In addition, to verify the capability of each scheme in utilizing renewable energy output, the actual consumption rates of photovoltaic and wind power were calculated, and the results are shown in Table 3. Due to voltage constraints and power flow bottlenecks during peak output periods, Scheme 1 and Scheme 2 are unable to fully accommodate the renewable energy injected into the grid. As a result, their maximum renewable energy utilization rates are relatively low, at only 58.47% and 69.86%, respectively. In contrast, Scheme 3, which adopts the proposed CIORS optimization strategy, dynamically reconstructs the network topology and effectively improves power flow distribution and load matching. This coordination significantly enhances the renewable energy hosting capacity of the system. The renewable energy utilization rates presented in Table 3 are computed by evaluating the actual power injected from PV and wind sources under operational constraints. As shown in the table, Scheme 3 achieves a renewable energy utilization rate of 88.92% at peak output, greatly mitigating the curtailment of wind and solar power and demonstrating the effectiveness of the proposed method in promoting clean energy consumption.
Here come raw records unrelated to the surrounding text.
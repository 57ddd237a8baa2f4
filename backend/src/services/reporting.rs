//! PDF reports for dispatch batches and purchase orders

use std::path::Path;

use sqlx::PgPool;

use crate::config::{DisplayZone, UploadConfig};
use crate::error::{AppError, AppResult};
use crate::pdf::PdfReport;
use crate::services::dispatch::{DispatchBatch, DispatchPhoto, DispatchService};
use crate::services::order::OrderService;
use shared::PhotoStage;

const ITEM_HEADERS: [&str; 3] = ["Producto", "Marca", "Cantidad"];
const ITEM_WIDTHS: [f32; 3] = [0.5, 0.3, 0.2];

/// Reporting service
#[derive(Clone)]
pub struct ReportingService {
    db: PgPool,
}

/// A rendered PDF and its download name
#[derive(Debug)]
pub struct PdfFile {
    pub file_name: String,
    pub bytes: Vec<u8>,
}

/// Photo as listed in a report
#[derive(Debug, Clone)]
struct PhotoLine {
    stage: String,
    taken: String,
    path: String,
    present: bool,
}

async fn photo_lines(photos: &[DispatchPhoto], uploads: &UploadConfig, zone: DisplayZone) -> Vec<PhotoLine> {
    let dir = Path::new(&uploads.dir);
    let mut lines = Vec::with_capacity(photos.len());
    for photo in photos {
        let present = tokio::fs::metadata(dir.join(&photo.path))
            .await
            .map(|m| m.is_file())
            .unwrap_or(false);
        lines.push(PhotoLine {
            stage: photo.stage.clone(),
            taken: zone.format_seconds(photo.created_at),
            path: photo.path.clone(),
            present,
        });
    }
    lines
}

fn item_rows(batch: &DispatchBatch) -> Vec<Vec<String>> {
    batch
        .items
        .iter()
        .map(|e| vec![e.name.clone(), e.brand.clone(), e.quantity.to_string()])
        .collect()
}

fn render_photos(report: &mut PdfReport, photos: &[PhotoLine]) {
    if photos.is_empty() {
        report.text_line("Sin fotos adjuntas.");
        report.spacer(4.0);
        return;
    }

    for stage in PhotoStage::ALL {
        let staged: Vec<&PhotoLine> = photos.iter().filter(|p| p.stage == stage.as_str()).collect();
        if staged.is_empty() {
            continue;
        }
        report.heading(&format!("Fotos {}", stage.as_str()), 12.0);
        for photo in staged {
            if photo.present {
                report.text_line(&format!("{}  {}", photo.taken, photo.path));
            } else {
                report.text_line(&format!("[Archivo faltante: {}]", photo.path));
            }
        }
        report.spacer(4.0);
    }
}

fn render_dispatch(report: &mut PdfReport, batch: &DispatchBatch, photos: &[PhotoLine]) {
    report.heading(&format!("Despacho #{}", batch.id), 16.0);
    report.key_values(&[
        ("Cliente", batch.client.clone()),
        ("Operador", batch.operator.clone()),
        ("Fecha", batch.date.clone()),
        ("Orden #", batch.order_number.clone().unwrap_or_default()),
    ]);
    report.table(&ITEM_HEADERS, &ITEM_WIDTHS, &item_rows(batch));
    render_photos(report, photos);
}

impl ReportingService {
    pub fn new(db: PgPool) -> Self {
        Self { db }
    }

    /// PDF for one dispatch batch
    pub async fn dispatch_pdf(&self, batch_id: i64, uploads: &UploadConfig, zone: DisplayZone) -> AppResult<PdfFile> {
        let dispatches = DispatchService::new(self.db.clone());
        let batch = dispatches.get_batch(batch_id, zone).await?;
        let photos = dispatches.list_photos(batch_id).await?;
        let photos = photo_lines(&photos, uploads, zone).await;

        let mut report = PdfReport::new();
        render_dispatch(&mut report, &batch, &photos);
        tracing::debug!(batch_id, pages = report.page_count(), "Dispatch report rendered");
        let bytes = report
            .finish()
            .map_err(|e| AppError::Report(format!("dispatch {}: {}", batch_id, e)))?;

        Ok(PdfFile {
            file_name: format!("despacho_{}.pdf", batch_id),
            bytes,
        })
    }

    /// PDF for a purchase order followed by each dispatch tagged with it
    pub async fn order_pdf(&self, order_id: i64, uploads: &UploadConfig, zone: DisplayZone) -> AppResult<PdfFile> {
        let detail = OrderService::new(self.db.clone()).get_detail(order_id, zone).await?;

        let batch_ids: Vec<i64> = detail.dispatches.iter().map(|b| b.id).collect();
        let mut photos = DispatchService::new(self.db.clone()).photos_for(&batch_ids).await?;

        let mut report = PdfReport::new();
        report.heading(&format!("Orden de compra #{}", detail.order.number), 16.0);
        report.key_values(&[
            ("Cliente", detail.order.client.clone()),
            ("Fecha creación", detail.order.date.clone()),
            ("Estado", detail.order.status.label().to_string()),
        ]);
        let rows: Vec<Vec<String>> = detail
            .items
            .iter()
            .map(|i| vec![i.name.clone(), i.brand.clone(), i.progress.requested.to_string()])
            .collect();
        report.table(&ITEM_HEADERS, &ITEM_WIDTHS, &rows);

        if detail.dispatches.is_empty() {
            report.text_line("Sin despachos asociados.");
        }
        for batch in &detail.dispatches {
            let batch_photos = photos.remove(&batch.id).unwrap_or_default();
            let lines = photo_lines(&batch_photos, uploads, zone).await;
            render_dispatch(&mut report, batch, &lines);
        }

        tracing::debug!(order_id, pages = report.page_count(), "Order report rendered");
        let bytes = report
            .finish()
            .map_err(|e| AppError::Report(format!("order {}: {}", order_id, e)))?;

        Ok(PdfFile {
            file_name: format!("orden_{}.pdf", detail.order.number.replace(['/', '\\', '"'], "_")),
            bytes,
        })
    }
}

#[cfg(test)]
mod tests {
    use super::*;
    use crate::services::catalog::EntryView;
    use chrono::Utc;

    fn batch() -> DispatchBatch {
        DispatchBatch {
            id: 7,
            client_id: 1,
            client: "Constructora Andes".to_string(),
            operator: "bodega1".to_string(),
            order_number: Some("OC-55".to_string()),
            created_at: Utc::now(),
            date: "01/05/2024 10:00".to_string(),
            total_units: 3,
            items: vec![EntryView {
                entry_id: 1,
                batch_id: 7,
                product_id: 2,
                name: "Cemento".to_string(),
                brand: "Polpaico".to_string(),
                quantity: 3,
            }],
        }
    }

    #[test]
    fn test_render_dispatch_with_photos() {
        let photos = vec![
            PhotoLine {
                stage: "entrega".to_string(),
                taken: "01/05/2024 12:00:00".to_string(),
                path: "dispatch_7_entrega_1.jpg".to_string(),
                present: false,
            },
            PhotoLine {
                stage: "salida".to_string(),
                taken: "01/05/2024 10:05:00".to_string(),
                path: "dispatch_7_salida_1.jpg".to_string(),
                present: true,
            },
        ];
        let mut report = PdfReport::new();
        render_dispatch(&mut report, &batch(), &photos);
        let bytes = report.finish().unwrap();
        assert!(bytes.starts_with(b"%PDF"));
    }

    #[test]
    fn test_item_rows() {
        assert_eq!(
            item_rows(&batch()),
            vec![vec!["Cemento".to_string(), "Polpaico".to_string(), "3".to_string()]]
        );
    }
}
4.4. Comparison of Different Optimization Algorithms

As shown in Figure 3, to verify the solution efficiency and effectiveness of the proposed method, convergence curves of the algorithm training process under identical parameter settings were plotted. During training, the CIORS algorithm demonstrated a faster convergence rate compared to Dueling DQN, owing to the introduction of a prioritized experience replay mechanism, while the convergence performance of the DQN algorithm was relatively inferior. Moreover, the reward function of the proposed method converged to a higher value than that of Dueling DQN, indicating that the resulting optimized strategy is more effective in guiding the distribution network to operate in a safer, more economical, and cleaner manner.

5. Discussion

This paper proposes a novel reinforcement learning-based reconfiguration strategy, CIORS, which achieves multi-objective scheduling optimization in active distribution networks by coordinating network topology and SOP power regulation over multiple time periods. Simulation outcomes demonstrate that the proposed approach effectively mitigates power losses and stabilizes bus voltage, thereby proving advantageous in scenarios with high clean energy penetration.

5.1. Comparison with Existing Studies

The findings of this paper align with recent trends in intelligent distribution network reconfiguration and introduce several advancements. Studies such as [36,37,38] have shown that integrating SOPs and reinforcement learning improves operational flexibility. However, most existing approaches are limited by static optimization frameworks or single-agent reinforcement learning architectures, which struggle in dynamic environments with multi-objective conflicts [39,40].

Unlike these approaches, CIORS adopts a dual-agent framework with discrete-continuous coordination, allowing for the task-specific optimization of both network topology and SOP power flow control. This separation enables more effective training and coordination in dynamic operational scenarios. Despite these contributions, challenges remain. Current single- or centralized-agent designs may limit adaptability and scalability in large-scale or decentralized systems. Our method addresses part of this, but further work is needed on broader coordination schemes.

5.2. Interpretation of Results and Hypothesis Validation

Simulation results validate the hypothesis that a collaborative, dual-agent reinforcement learning framework enables global optimization in distribution system scheduling. In addition to measurable reductions in energy losses and voltage deviation, the proposed method demonstrates improved convergence behavior and training stability, attributable to the integration of prioritized experience replay (PER).

These outcomes suggest that learning-based approaches can effectively adapt to non-linear interactions between network topology changes and SOP operation. Furthermore, they reinforce the viability of hybrid discrete-continuous policy structures in environments with time-varying conditions.

5.3. Implications and Future Research Directions

This study offers important implications for real-time control of active distribution networks, particularly in systems with increasing renewable penetration and demand-side uncertainty.

However, to further advance this field, we highlight the following directions:

(1): Integration with IoT and sensor technologies.

Future implementations should explore how real-time data acquisition from advanced sensors and IoT devices can enhance state observability and improve the quality of input for reinforcement learning, especially in fast-changing environments.

(2): Scalability with multi-agent systems.

Although CIORS employs a dual-agent structure, extending to multi-agent reinforcement learning (MARL) is a natural evolution. Doing so would enable distributed decision-making but also introduce new challenges in agent coordination, communication overhead, and convergence guarantees.

(3): Uncertainty modeling.

Introducing probabilistic forecasts for load and renewable generation could make the algorithm more robust to volatility and unexpected changes in input data.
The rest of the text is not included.